TASK TO CARRY OUT:
Find and return every line of the data that contains the word "seeding".

TASK MATERIAL:
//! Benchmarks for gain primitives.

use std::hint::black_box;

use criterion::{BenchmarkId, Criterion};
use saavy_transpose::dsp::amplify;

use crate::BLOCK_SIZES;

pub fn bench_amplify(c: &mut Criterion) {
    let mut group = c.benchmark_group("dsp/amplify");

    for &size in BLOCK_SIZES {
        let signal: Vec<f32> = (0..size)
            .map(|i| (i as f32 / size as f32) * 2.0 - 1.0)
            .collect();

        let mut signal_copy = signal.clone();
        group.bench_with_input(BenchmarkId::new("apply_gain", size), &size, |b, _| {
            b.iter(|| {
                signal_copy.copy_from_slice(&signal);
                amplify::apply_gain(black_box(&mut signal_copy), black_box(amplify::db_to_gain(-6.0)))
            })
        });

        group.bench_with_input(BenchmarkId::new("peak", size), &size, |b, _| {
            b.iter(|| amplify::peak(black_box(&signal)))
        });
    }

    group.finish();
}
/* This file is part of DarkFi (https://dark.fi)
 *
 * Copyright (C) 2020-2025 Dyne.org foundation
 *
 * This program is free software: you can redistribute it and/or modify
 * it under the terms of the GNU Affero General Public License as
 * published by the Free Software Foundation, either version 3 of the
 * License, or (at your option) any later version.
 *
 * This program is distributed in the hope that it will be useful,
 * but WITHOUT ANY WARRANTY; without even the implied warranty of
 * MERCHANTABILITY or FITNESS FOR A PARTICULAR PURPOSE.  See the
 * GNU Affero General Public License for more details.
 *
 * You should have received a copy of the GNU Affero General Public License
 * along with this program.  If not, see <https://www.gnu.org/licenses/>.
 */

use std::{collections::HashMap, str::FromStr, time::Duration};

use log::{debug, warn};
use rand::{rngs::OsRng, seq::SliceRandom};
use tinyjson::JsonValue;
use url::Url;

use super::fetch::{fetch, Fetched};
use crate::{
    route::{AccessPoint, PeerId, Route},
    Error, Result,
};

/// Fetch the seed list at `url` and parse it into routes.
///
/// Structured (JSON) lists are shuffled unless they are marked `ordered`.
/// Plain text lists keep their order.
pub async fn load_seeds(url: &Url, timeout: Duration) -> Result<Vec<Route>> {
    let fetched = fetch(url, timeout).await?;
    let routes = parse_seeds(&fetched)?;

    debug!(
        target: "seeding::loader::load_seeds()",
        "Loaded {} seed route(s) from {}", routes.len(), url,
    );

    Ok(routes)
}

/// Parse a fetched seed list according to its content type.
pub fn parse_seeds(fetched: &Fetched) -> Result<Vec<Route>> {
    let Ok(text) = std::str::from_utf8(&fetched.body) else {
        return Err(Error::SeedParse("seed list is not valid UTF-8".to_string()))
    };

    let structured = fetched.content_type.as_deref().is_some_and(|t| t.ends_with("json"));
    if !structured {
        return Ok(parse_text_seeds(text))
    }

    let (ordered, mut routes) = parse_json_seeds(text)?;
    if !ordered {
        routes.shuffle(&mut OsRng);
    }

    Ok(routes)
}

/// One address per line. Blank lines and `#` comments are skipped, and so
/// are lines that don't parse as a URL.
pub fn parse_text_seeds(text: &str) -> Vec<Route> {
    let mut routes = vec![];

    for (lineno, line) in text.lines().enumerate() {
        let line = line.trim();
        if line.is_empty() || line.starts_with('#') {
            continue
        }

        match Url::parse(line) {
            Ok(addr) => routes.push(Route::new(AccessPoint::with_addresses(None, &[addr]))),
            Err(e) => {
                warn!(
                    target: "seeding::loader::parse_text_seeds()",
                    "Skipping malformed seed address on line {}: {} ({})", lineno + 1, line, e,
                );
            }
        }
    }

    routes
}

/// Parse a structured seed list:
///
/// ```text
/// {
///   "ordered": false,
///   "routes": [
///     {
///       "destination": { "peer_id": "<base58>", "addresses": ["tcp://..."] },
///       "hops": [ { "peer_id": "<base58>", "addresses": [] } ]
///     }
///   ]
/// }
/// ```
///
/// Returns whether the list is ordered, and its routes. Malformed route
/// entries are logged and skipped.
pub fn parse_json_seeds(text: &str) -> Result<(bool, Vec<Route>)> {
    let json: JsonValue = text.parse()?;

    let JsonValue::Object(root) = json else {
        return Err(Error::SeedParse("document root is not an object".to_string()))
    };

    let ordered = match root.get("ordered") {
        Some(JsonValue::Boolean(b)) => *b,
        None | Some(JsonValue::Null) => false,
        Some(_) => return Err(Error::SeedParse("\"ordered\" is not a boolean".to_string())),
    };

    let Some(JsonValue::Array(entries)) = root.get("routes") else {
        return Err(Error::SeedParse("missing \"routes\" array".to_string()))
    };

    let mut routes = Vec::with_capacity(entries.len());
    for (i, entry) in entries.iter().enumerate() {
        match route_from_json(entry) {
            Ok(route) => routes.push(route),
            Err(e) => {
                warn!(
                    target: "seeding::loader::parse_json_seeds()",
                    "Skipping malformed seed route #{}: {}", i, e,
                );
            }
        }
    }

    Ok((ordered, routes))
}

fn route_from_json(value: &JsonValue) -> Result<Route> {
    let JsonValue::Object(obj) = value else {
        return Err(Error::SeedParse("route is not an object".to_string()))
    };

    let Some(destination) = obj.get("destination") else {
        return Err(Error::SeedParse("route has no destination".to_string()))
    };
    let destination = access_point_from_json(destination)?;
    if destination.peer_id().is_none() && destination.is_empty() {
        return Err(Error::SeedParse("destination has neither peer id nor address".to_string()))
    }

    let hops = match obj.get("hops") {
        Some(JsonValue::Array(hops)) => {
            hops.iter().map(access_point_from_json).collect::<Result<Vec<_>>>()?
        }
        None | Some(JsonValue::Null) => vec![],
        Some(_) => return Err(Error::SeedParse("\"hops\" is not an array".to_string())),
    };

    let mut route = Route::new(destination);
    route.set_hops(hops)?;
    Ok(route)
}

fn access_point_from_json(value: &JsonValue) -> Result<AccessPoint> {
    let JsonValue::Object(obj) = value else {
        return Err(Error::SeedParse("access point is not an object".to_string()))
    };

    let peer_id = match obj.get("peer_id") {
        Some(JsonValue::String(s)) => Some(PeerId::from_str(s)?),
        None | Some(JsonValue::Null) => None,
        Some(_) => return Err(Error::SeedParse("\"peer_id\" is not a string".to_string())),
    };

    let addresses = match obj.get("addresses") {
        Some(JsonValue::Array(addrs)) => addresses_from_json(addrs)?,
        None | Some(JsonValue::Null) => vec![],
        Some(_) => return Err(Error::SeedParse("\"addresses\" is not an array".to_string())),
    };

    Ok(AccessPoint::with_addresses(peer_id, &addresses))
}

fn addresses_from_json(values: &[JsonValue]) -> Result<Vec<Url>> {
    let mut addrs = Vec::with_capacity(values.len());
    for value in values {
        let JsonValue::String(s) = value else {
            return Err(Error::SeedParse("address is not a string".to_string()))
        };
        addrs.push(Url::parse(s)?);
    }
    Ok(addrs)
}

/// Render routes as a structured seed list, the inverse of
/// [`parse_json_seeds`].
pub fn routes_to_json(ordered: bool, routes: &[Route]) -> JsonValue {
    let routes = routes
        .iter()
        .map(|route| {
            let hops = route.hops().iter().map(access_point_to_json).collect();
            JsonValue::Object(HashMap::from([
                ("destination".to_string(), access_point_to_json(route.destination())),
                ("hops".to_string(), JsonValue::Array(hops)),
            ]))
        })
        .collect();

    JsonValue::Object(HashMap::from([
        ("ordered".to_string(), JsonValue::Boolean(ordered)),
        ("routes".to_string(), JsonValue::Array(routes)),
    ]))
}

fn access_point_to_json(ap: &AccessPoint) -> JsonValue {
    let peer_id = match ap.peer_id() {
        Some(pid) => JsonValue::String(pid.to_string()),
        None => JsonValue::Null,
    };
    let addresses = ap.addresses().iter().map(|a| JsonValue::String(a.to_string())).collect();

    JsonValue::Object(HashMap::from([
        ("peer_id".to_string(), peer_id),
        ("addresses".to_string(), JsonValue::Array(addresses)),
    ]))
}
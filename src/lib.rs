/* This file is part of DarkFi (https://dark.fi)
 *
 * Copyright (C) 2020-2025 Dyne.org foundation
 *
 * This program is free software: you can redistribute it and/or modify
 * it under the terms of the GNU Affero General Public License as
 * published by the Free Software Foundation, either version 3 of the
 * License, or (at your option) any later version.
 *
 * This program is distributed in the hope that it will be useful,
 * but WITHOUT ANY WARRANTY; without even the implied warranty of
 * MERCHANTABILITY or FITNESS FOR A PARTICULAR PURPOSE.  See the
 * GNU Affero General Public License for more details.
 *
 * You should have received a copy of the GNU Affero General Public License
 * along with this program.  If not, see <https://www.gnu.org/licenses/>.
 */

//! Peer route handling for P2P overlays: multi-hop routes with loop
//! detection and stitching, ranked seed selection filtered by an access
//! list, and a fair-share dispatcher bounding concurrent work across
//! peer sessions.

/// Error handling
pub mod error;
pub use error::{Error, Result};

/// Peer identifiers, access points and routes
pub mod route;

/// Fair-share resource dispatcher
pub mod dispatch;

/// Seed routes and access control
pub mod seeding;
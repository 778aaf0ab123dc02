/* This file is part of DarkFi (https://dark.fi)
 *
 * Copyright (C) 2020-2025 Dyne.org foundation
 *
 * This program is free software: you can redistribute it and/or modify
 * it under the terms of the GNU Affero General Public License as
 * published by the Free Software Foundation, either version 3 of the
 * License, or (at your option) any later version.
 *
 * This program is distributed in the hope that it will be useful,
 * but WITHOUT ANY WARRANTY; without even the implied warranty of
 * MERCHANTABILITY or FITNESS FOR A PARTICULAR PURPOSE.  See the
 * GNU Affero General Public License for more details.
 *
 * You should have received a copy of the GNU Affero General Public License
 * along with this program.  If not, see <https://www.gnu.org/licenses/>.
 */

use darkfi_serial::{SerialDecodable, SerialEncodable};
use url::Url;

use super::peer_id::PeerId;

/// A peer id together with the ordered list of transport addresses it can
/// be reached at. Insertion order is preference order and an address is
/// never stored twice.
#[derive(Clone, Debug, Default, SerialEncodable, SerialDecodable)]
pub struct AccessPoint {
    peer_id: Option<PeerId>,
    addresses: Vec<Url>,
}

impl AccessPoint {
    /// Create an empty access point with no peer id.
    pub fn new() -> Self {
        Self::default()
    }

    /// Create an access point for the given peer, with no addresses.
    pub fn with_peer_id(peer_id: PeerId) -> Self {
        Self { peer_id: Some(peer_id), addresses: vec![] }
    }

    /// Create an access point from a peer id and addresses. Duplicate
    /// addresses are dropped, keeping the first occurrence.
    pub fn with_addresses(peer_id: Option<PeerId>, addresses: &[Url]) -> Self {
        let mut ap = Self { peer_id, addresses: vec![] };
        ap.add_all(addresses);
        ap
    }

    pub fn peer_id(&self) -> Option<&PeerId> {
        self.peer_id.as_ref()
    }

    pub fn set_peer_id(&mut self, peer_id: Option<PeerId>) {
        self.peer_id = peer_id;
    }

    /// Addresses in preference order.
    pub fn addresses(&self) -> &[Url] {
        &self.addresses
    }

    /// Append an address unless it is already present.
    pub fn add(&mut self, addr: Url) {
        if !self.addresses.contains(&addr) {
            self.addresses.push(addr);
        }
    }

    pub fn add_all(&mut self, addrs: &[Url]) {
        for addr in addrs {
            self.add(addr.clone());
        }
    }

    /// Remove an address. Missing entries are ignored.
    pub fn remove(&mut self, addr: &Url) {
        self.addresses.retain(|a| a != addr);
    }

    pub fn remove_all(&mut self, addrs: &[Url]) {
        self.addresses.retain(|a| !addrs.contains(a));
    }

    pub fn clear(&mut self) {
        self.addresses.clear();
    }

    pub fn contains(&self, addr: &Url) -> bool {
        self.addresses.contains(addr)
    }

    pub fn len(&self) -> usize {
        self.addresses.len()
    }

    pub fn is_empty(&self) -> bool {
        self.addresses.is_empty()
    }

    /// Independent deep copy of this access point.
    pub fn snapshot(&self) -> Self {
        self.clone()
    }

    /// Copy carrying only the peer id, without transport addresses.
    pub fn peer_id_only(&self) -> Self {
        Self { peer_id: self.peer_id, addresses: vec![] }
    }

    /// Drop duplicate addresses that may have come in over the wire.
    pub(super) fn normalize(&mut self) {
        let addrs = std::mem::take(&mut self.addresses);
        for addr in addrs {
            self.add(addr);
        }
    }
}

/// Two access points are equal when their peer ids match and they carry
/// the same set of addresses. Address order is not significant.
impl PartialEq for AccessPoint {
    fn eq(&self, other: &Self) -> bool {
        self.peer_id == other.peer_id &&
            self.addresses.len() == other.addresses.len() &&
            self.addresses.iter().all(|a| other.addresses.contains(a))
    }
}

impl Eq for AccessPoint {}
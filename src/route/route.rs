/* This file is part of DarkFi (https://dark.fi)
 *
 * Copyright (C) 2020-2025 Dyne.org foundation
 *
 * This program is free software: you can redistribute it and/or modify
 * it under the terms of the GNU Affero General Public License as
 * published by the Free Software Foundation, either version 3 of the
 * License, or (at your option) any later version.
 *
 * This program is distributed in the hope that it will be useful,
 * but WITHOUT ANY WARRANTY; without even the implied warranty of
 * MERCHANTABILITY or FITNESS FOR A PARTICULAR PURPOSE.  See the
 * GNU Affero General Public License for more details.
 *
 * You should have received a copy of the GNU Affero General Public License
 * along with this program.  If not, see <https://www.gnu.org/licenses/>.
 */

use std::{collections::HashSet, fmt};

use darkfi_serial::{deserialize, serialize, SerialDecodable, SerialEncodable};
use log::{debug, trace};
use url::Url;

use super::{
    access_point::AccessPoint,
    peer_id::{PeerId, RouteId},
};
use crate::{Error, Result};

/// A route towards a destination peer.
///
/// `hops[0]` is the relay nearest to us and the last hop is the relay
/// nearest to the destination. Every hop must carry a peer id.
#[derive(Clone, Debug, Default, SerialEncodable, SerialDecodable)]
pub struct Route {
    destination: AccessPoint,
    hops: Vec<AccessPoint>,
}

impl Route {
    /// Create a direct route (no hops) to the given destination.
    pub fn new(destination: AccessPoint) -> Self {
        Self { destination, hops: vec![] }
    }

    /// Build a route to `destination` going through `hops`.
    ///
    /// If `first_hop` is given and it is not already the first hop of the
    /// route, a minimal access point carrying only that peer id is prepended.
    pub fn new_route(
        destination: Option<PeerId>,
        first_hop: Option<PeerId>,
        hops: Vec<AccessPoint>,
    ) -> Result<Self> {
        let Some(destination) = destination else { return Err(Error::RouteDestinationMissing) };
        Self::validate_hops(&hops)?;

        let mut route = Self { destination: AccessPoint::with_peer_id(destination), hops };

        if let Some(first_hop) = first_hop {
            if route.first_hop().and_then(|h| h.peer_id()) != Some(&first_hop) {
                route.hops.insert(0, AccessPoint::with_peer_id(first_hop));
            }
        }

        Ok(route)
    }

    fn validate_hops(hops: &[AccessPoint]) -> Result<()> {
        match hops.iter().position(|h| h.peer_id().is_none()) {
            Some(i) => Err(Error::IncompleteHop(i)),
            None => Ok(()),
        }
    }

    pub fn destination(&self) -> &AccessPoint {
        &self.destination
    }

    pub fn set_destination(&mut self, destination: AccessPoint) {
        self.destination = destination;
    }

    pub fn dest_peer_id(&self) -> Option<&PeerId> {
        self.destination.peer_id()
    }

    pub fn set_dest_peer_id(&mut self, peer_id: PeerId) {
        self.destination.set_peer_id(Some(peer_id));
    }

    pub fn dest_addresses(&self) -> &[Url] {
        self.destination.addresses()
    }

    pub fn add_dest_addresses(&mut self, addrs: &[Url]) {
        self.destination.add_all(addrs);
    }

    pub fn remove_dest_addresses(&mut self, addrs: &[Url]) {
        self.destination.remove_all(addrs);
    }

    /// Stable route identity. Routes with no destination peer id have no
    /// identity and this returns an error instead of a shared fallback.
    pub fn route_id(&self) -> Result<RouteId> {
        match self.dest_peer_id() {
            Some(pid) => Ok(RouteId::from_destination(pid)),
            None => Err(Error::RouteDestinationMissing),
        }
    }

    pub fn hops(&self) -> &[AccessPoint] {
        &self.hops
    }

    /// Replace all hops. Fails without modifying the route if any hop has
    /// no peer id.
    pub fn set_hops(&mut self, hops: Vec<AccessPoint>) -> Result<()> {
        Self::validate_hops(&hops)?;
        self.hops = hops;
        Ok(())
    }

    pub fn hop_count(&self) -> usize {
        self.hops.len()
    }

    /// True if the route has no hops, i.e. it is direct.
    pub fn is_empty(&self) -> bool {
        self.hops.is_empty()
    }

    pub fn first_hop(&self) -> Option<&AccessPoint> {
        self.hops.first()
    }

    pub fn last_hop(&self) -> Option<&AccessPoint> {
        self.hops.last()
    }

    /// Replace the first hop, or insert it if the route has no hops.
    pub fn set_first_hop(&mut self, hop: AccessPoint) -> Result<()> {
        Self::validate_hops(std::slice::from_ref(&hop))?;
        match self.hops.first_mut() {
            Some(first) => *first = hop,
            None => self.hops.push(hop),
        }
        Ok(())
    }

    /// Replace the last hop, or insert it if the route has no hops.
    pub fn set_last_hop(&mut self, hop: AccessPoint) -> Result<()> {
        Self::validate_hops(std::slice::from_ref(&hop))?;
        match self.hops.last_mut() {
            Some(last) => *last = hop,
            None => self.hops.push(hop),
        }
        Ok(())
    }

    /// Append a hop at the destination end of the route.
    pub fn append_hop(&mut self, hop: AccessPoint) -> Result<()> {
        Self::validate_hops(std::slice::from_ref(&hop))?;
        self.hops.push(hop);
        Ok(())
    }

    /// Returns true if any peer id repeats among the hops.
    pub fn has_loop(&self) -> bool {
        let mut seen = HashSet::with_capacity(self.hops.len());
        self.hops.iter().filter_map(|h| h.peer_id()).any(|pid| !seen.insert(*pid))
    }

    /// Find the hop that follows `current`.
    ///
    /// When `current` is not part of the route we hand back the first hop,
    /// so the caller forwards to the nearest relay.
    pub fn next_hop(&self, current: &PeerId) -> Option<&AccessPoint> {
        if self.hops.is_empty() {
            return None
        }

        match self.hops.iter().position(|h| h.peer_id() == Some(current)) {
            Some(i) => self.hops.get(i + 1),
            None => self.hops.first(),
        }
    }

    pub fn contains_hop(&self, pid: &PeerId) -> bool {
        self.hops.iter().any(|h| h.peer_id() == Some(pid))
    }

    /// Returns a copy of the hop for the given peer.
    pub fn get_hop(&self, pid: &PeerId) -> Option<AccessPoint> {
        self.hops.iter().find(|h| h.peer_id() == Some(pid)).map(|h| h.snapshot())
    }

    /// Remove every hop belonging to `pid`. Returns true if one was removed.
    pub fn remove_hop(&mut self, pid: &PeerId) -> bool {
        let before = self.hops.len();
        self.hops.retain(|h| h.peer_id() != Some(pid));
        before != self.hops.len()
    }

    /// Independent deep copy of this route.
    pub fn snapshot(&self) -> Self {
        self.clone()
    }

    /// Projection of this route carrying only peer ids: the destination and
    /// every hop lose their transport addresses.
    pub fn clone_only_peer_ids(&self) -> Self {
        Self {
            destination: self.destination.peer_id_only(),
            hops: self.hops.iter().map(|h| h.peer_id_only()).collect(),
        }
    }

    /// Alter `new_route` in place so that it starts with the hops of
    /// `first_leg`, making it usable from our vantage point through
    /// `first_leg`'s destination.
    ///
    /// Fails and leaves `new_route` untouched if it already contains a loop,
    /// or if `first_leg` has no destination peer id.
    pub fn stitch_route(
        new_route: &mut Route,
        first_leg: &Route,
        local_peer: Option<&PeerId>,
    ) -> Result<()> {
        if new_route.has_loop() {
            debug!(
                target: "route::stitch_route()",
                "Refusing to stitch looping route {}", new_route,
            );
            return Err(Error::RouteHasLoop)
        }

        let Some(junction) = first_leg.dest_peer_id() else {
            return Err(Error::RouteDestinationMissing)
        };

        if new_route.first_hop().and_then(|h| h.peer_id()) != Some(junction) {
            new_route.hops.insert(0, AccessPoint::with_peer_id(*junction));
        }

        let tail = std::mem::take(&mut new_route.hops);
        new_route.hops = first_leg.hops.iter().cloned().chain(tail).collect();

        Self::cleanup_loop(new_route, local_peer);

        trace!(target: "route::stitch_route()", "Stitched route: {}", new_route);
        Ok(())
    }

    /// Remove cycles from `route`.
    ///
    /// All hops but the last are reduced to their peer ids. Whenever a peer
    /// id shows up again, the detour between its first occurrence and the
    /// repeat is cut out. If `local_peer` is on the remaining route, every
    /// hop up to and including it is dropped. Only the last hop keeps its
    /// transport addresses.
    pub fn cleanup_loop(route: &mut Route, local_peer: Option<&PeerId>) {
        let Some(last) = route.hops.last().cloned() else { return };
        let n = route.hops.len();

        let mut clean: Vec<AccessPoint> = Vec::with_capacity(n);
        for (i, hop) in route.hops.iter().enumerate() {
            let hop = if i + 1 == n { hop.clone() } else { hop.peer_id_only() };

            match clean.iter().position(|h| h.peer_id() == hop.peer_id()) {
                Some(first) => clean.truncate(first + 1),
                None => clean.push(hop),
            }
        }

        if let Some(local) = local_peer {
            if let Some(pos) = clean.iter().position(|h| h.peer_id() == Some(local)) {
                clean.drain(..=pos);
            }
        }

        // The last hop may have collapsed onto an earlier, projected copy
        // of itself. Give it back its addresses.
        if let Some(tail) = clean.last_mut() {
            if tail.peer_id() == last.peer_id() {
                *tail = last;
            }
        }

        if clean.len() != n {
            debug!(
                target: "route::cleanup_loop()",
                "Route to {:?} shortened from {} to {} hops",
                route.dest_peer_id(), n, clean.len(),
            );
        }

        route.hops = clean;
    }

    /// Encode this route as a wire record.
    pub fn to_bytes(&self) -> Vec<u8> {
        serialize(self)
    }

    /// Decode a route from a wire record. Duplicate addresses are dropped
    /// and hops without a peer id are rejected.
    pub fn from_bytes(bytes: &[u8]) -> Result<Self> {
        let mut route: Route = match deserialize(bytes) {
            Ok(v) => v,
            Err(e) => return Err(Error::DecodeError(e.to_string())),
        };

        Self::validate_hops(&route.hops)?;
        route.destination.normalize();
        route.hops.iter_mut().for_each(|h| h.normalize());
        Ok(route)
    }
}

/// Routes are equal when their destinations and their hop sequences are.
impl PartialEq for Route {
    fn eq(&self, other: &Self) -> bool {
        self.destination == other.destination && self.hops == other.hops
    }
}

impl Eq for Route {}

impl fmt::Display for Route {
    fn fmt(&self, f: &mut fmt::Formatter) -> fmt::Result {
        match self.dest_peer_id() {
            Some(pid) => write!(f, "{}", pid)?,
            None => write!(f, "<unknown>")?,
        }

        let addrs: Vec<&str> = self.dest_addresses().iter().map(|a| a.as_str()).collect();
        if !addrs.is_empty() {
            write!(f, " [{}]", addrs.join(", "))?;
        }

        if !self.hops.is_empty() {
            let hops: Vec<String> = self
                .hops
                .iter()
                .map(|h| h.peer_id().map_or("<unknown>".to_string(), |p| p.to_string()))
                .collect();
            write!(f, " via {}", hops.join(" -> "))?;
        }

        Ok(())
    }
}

OUTPUT FOR THIS EXERCISE:
        target: "seeding::loader::load_seeds()",
                    target: "seeding::loader::parse_text_seeds()",
                    target: "seeding::loader::parse_json_seeds()",
pub mod seeding;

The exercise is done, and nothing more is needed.